Segment Start: EXERCISE DATA
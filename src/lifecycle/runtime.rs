//! Loaded model runtime
//!
//! The model handle, its chat context and the chat session bound to it.
//! Teardown runs in reverse order of acquisition so nothing outlives a
//! dependency: session, then context, then model.

use crate::inference::engine::{InferenceContext, ModelHandle};
use crate::inference::session::ChatSession;
use std::sync::Arc;
use tokio::sync::Mutex;

/// Shared slot holding the runtime while a model is ready. Inference calls
/// hold the lock for their whole duration.
pub(crate) type RuntimeSlot = Arc<Mutex<Option<ModelRuntime>>>;

pub struct ModelRuntime {
    model_id: String,
    session: Option<ChatSession>,
    context: Option<Box<dyn InferenceContext>>,
    model: Option<Arc<dyn ModelHandle>>,
}

impl ModelRuntime {
    pub(crate) fn new(
        model_id: impl Into<String>,
        model: Arc<dyn ModelHandle>,
        context: Box<dyn InferenceContext>,
        session: ChatSession,
    ) -> Self {
        Self {
            model_id: model_id.into(),
            session: Some(session),
            context: Some(context),
            model: Some(model),
        }
    }

    pub fn model_id(&self) -> &str {
        &self.model_id
    }

    pub fn model(&self) -> Option<&Arc<dyn ModelHandle>> {
        self.model.as_ref()
    }

    /// Session and the context it is bound to
    pub fn chat_parts(&mut self) -> Option<(&mut ChatSession, &mut dyn InferenceContext)> {
        let session = self.session.as_mut()?;
        let context: &mut dyn InferenceContext = self.context.as_deref_mut()?;
        Some((session, context))
    }

    /// Release session, context and model, in that order. Idempotent.
    pub fn release(&mut self) {
        if let Some(session) = self.session.take() {
            tracing::debug!("Releasing chat session {}", session.id());
            drop(session);
            if let Some(context) = self.context.as_deref_mut() {
                context.end_session();
            }
        }
        if let Some(context) = self.context.take() {
            drop(context);
        }
        if let Some(model) = self.model.take() {
            drop(model);
        }
    }
}

impl Drop for ModelRuntime {
    fn drop(&mut self) {
        self.release();
    }
}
Segment End: EXERCISE DATA
→ **AIM OF THE TASK**
From the records above, copy each line where the word "Mutex" can be found.

→ **OUTPUT FOR THIS EXERCISE**
use tokio::sync::Mutex;
pub(crate) type RuntimeSlot = Arc<Mutex<Option<ModelRuntime>>>;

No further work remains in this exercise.